_Exercise aim_
Output only an exact transcription of the line containing "with all endpoints." and all lines that follow it in the data below.
------ The input ------
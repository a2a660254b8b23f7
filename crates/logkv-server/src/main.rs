//! LogKV Server
//!
//! Main entry point for the key/value HTTP service: opens the database,
//! serves the `/db/:key` facade, and closes the engine cleanly on ctrl-c.
//!
//! ## Usage
//!
//! ```bash
//! # Defaults: port 8100, data in ./out
//! cargo run -p logkv-server
//!
//! # Custom port and data directory
//! cargo run -p logkv-server -- --port 9000 --dir /var/lib/logkv
//! ```
//!
//! ## Logging
//!
//! Controlled via `RUST_LOG` (default `info`):
//! ```bash
//! RUST_LOG=debug cargo run -p logkv-server
//! ```

use std::path::PathBuf;
use std::sync::Arc;

use anyhow::Context;
use clap::Parser;

use logkv_server::{create_router, AppState};
use logkv_storage::{Database, DbConfig};

#[derive(Parser, Debug)]
#[command(name = "logkv-server", about = "LogKV key/value HTTP service")]
struct Args {
    /// Port to listen on.
    #[arg(long, default_value_t = 8100)]
    port: u16,

    /// Directory holding the segment files.
    #[arg(long, default_value = "./out")]
    dir: PathBuf,

    /// Segment size threshold in bytes before rollover.
    #[arg(long, default_value_t = 10_000_000)]
    segment_max_size: u64,
}

#[tokio::main]
async fn main() -> anyhow::Result<()> {
    tracing_subscriber::fmt()
        .with_env_filter(
            tracing_subscriber::EnvFilter::try_from_default_env()
                .unwrap_or_else(|_| tracing_subscriber::EnvFilter::new("info")),
        )
        .init();

    let args = Args::parse();

    let config = DbConfig {
        segment_max_size: args.segment_max_size,
        ..Default::default()
    };
    let db = Arc::new(
        Database::open(&args.dir, config)
            .await
            .with_context(|| format!("opening database in {}", args.dir.display()))?,
    );

    let router = create_router(AppState { db: db.clone() });
    let addr = format!("0.0.0.0:{}", args.port);
    let listener = tokio::net::TcpListener::bind(&addr)
        .await
        .with_context(|| format!("binding {addr}"))?;

    tracing::info!(%addr, dir = %args.dir.display(), "logkv server listening");

    axum::serve(listener, router)
        .with_graceful_shutdown(async {
            let _ = tokio::signal::ctrl_c().await;
            tracing::info!("shutting down");
        })
        .await
        .context("server error")?;

    db.close().await.context("closing database")?;
    Ok(())
}
//! LogKV HTTP Facade
//!
//! HTTP/JSON API over the storage engine. The surface is deliberately
//! small - the engine is the interesting part, this crate is routing:
//!
//! - `GET /db/:key?type=<string|int64>` - look a key up; `type` omitted
//!   or `string` means string. `200` with `{"key": .., "value": ..}`
//!   (int64 values are JSON numbers), `400` on not-found, unknown type,
//!   or wrong type.
//! - `POST /db/:key?type=<string|int64>` with form field `value` - store
//!   a value. Empty values and non-integer int64 bodies are rejected with
//!   `400`.
//! - `GET /health` - liveness probe target, `200 OK`.

use std::sync::Arc;

use axum::{
    routing::get,
    Router,
};

use logkv_storage::Database;

pub mod handlers;

/// Application state shared across handlers.
#[derive(Clone)]
pub struct AppState {
    pub db: Arc<Database>,
}

/// Create the facade router with all endpoints.
pub fn create_router(state: AppState) -> Router {
    Router::new()
        .route(
            "/db/:key",
            get(handlers::get_value).post(handlers::put_value),
        )
        .route("/health", get(handlers::health))
        .with_state(state)
}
------
_Your response_
/// Create the facade router with all endpoints.
pub fn create_router(state: AppState) -> Router {
    Router::new()
        .route(
            "/db/:key",
            get(handlers::get_value).post(handlers::put_value),
        )
        .route("/health", get(handlers::health))
        .with_state(state)
}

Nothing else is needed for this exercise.